(WHAT TO DO): Search the data below for the string "CatalogSummary" and copy all lines where it shows up.

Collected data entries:
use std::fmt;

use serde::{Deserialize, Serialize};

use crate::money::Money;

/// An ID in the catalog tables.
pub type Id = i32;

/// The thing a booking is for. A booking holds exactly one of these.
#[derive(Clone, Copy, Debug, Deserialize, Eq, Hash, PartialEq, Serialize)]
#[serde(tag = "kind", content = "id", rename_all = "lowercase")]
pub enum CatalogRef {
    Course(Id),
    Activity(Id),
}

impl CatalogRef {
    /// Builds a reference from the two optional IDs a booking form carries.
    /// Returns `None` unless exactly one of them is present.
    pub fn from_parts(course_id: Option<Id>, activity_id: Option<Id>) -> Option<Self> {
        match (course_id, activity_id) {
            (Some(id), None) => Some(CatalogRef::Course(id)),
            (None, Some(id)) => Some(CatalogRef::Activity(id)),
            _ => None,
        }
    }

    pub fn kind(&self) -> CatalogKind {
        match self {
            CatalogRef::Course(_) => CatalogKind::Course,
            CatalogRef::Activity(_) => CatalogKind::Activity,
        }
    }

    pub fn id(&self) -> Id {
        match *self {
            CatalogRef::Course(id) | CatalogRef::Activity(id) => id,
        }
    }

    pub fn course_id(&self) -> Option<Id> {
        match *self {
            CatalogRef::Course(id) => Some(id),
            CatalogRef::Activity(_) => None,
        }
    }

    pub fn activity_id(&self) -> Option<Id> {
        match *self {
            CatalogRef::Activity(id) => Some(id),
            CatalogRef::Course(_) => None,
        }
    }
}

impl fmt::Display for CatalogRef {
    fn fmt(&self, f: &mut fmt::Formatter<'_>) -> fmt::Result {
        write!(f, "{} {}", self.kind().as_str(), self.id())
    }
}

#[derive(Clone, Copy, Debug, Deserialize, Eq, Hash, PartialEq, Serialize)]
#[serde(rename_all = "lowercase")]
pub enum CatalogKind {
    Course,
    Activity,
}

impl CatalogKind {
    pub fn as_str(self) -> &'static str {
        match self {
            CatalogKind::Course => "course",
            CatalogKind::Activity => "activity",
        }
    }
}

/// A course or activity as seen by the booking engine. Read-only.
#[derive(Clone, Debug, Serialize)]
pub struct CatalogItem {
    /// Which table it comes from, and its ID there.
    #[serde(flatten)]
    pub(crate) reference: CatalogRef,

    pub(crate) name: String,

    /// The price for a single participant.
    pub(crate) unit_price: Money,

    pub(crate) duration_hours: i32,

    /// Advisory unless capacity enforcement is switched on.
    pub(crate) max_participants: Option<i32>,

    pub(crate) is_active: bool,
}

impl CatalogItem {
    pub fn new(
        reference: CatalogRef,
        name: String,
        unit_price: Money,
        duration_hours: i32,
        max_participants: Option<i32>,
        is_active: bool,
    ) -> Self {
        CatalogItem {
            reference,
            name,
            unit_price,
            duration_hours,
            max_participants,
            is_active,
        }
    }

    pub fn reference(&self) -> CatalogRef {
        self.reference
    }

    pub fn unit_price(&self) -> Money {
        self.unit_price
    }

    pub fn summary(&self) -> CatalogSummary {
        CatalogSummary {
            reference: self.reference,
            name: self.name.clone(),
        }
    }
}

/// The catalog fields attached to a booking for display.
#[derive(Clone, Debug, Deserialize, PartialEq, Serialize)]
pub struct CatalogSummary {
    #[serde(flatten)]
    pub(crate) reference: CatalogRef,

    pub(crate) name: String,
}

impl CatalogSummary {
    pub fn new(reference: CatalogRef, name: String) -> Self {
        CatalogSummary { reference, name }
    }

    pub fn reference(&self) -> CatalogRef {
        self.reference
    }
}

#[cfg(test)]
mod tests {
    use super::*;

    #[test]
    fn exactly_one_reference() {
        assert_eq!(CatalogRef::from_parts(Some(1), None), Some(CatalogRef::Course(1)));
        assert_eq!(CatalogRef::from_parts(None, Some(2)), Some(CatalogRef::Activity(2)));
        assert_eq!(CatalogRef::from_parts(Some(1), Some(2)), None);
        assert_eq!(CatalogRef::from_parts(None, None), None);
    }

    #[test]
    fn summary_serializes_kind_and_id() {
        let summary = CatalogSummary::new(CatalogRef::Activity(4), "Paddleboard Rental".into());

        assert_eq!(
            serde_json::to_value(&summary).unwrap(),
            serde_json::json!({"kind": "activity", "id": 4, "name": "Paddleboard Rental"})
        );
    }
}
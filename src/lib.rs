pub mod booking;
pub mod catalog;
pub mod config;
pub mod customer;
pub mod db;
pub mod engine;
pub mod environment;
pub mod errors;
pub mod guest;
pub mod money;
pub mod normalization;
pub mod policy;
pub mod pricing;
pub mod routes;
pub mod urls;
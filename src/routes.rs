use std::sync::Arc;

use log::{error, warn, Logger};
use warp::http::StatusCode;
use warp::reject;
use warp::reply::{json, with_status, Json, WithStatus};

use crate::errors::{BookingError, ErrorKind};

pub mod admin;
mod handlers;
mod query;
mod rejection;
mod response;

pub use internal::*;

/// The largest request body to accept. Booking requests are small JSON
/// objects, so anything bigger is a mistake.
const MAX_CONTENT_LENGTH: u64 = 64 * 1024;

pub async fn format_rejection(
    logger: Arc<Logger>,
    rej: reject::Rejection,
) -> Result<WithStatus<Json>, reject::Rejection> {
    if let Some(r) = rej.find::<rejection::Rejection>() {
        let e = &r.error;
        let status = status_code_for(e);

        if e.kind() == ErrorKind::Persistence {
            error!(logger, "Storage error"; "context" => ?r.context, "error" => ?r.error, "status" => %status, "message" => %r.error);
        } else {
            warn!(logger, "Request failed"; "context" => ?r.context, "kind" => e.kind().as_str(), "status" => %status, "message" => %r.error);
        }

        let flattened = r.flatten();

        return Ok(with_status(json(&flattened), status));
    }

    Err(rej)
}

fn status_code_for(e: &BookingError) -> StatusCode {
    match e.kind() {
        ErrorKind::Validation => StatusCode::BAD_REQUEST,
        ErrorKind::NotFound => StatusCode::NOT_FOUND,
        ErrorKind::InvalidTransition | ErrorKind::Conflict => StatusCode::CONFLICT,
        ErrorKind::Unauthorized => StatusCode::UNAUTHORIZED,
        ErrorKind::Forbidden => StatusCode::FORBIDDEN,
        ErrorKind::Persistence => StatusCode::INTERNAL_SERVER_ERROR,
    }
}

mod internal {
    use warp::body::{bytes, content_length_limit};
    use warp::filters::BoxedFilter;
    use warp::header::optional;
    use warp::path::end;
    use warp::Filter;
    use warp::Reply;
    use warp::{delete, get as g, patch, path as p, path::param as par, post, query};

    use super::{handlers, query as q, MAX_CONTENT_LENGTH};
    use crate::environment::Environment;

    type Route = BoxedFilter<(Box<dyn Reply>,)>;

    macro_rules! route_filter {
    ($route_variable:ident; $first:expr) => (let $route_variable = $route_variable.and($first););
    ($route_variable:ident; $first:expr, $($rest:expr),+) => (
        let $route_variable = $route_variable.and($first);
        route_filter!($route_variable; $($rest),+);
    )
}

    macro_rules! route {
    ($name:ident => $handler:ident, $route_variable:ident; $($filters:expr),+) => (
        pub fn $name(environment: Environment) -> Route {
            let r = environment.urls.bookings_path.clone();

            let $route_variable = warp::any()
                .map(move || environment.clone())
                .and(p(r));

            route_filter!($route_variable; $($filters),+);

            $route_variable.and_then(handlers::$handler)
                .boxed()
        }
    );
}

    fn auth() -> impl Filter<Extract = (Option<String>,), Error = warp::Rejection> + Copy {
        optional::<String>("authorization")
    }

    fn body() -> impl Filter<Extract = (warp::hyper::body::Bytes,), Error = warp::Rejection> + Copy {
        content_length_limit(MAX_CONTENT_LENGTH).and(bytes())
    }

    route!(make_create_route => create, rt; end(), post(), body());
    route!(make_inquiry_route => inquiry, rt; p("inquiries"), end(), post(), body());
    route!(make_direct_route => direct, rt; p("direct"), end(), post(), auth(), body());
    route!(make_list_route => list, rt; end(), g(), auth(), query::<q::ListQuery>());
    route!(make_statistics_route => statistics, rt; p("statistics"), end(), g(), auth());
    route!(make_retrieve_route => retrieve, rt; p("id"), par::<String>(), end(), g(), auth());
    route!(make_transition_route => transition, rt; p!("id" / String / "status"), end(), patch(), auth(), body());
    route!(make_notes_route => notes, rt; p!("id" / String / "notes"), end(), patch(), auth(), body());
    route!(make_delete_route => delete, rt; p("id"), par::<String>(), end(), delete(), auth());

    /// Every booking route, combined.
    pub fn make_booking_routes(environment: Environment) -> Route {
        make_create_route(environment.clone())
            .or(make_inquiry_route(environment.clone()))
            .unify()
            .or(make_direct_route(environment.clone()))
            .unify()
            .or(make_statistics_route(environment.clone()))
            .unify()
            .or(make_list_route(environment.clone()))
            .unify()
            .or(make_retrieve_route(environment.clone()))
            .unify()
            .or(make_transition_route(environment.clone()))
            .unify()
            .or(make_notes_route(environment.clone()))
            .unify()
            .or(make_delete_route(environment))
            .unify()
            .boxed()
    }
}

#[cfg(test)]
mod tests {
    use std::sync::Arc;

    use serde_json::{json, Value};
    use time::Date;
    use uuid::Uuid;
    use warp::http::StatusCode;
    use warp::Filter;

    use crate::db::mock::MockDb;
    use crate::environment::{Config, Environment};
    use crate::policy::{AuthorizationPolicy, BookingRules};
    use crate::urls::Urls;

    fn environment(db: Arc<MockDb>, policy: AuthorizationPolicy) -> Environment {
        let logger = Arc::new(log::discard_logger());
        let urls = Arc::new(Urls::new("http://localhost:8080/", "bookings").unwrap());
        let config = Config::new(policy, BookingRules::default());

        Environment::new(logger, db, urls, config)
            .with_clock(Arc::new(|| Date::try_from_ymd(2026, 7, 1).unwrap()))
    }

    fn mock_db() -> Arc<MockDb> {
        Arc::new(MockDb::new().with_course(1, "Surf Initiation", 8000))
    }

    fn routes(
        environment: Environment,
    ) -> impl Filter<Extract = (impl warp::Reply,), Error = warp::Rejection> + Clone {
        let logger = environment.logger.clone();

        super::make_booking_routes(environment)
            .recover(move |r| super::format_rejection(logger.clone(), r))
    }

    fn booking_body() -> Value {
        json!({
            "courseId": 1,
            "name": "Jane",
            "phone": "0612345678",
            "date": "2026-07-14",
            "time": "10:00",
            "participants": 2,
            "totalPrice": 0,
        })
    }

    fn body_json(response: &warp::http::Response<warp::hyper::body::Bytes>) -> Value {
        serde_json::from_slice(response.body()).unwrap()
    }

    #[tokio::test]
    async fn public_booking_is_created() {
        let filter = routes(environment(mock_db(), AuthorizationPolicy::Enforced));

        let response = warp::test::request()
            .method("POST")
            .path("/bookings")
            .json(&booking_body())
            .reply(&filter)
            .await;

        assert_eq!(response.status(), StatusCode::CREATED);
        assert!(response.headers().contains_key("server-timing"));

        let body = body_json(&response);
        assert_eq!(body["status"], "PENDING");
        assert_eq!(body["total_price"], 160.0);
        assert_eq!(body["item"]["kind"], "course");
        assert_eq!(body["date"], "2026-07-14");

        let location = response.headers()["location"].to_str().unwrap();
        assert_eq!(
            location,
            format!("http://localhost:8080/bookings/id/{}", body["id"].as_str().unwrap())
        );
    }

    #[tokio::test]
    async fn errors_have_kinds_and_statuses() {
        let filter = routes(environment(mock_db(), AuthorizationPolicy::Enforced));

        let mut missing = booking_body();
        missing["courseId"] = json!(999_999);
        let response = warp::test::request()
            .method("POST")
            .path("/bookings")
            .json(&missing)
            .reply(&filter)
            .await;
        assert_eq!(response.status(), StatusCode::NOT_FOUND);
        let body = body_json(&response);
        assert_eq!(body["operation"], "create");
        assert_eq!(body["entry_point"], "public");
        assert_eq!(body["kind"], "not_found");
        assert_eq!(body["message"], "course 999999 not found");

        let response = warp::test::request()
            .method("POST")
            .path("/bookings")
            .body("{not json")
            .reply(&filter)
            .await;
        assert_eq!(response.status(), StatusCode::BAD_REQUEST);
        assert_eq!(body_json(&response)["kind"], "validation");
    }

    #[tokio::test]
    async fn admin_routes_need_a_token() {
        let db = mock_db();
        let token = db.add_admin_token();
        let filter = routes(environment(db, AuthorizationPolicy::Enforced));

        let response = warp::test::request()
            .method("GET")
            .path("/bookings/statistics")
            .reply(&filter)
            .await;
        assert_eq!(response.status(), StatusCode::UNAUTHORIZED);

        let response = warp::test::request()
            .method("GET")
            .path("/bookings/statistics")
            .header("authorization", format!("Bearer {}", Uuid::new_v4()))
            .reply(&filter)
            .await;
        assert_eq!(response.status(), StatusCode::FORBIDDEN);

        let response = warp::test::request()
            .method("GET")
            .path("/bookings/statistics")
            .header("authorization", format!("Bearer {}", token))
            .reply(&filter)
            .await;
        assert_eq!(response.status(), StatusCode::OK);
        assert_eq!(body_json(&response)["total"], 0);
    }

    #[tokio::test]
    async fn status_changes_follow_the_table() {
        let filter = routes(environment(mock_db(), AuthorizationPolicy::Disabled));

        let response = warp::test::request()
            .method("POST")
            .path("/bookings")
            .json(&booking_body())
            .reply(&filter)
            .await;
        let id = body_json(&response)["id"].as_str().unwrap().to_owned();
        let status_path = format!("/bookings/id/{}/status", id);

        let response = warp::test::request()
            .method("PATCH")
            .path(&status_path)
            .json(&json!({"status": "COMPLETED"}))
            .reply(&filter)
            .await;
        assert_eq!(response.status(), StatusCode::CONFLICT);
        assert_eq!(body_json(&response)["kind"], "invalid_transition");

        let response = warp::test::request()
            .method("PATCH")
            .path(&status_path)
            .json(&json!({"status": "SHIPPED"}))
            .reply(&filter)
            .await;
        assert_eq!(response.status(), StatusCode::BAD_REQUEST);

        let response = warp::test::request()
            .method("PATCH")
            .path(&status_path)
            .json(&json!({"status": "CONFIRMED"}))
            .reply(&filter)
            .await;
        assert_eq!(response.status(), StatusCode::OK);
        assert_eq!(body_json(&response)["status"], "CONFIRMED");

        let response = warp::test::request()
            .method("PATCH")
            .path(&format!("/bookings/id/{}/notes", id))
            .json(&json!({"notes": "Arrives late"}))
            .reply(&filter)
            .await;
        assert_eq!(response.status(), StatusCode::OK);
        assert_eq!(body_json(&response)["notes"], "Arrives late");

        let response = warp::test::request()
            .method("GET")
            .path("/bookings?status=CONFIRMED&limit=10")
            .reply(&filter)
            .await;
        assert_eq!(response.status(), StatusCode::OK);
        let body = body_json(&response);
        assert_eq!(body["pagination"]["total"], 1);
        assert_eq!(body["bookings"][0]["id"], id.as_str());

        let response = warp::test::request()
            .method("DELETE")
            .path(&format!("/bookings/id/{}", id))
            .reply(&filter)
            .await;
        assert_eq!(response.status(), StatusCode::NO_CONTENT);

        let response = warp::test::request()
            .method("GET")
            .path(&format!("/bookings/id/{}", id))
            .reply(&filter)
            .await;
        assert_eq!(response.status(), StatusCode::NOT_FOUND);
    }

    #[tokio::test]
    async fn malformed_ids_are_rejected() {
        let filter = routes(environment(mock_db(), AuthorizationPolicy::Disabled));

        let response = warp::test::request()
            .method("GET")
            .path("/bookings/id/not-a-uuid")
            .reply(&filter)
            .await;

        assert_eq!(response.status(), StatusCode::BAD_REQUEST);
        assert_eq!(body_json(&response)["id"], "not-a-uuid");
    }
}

(WRITTEN RESPONSE):
    pub fn summary(&self) -> CatalogSummary {
        CatalogSummary {
pub struct CatalogSummary {
impl CatalogSummary {
        CatalogSummary { reference, name }
        let summary = CatalogSummary::new(CatalogRef::Activity(4), "Paddleboard Rental".into());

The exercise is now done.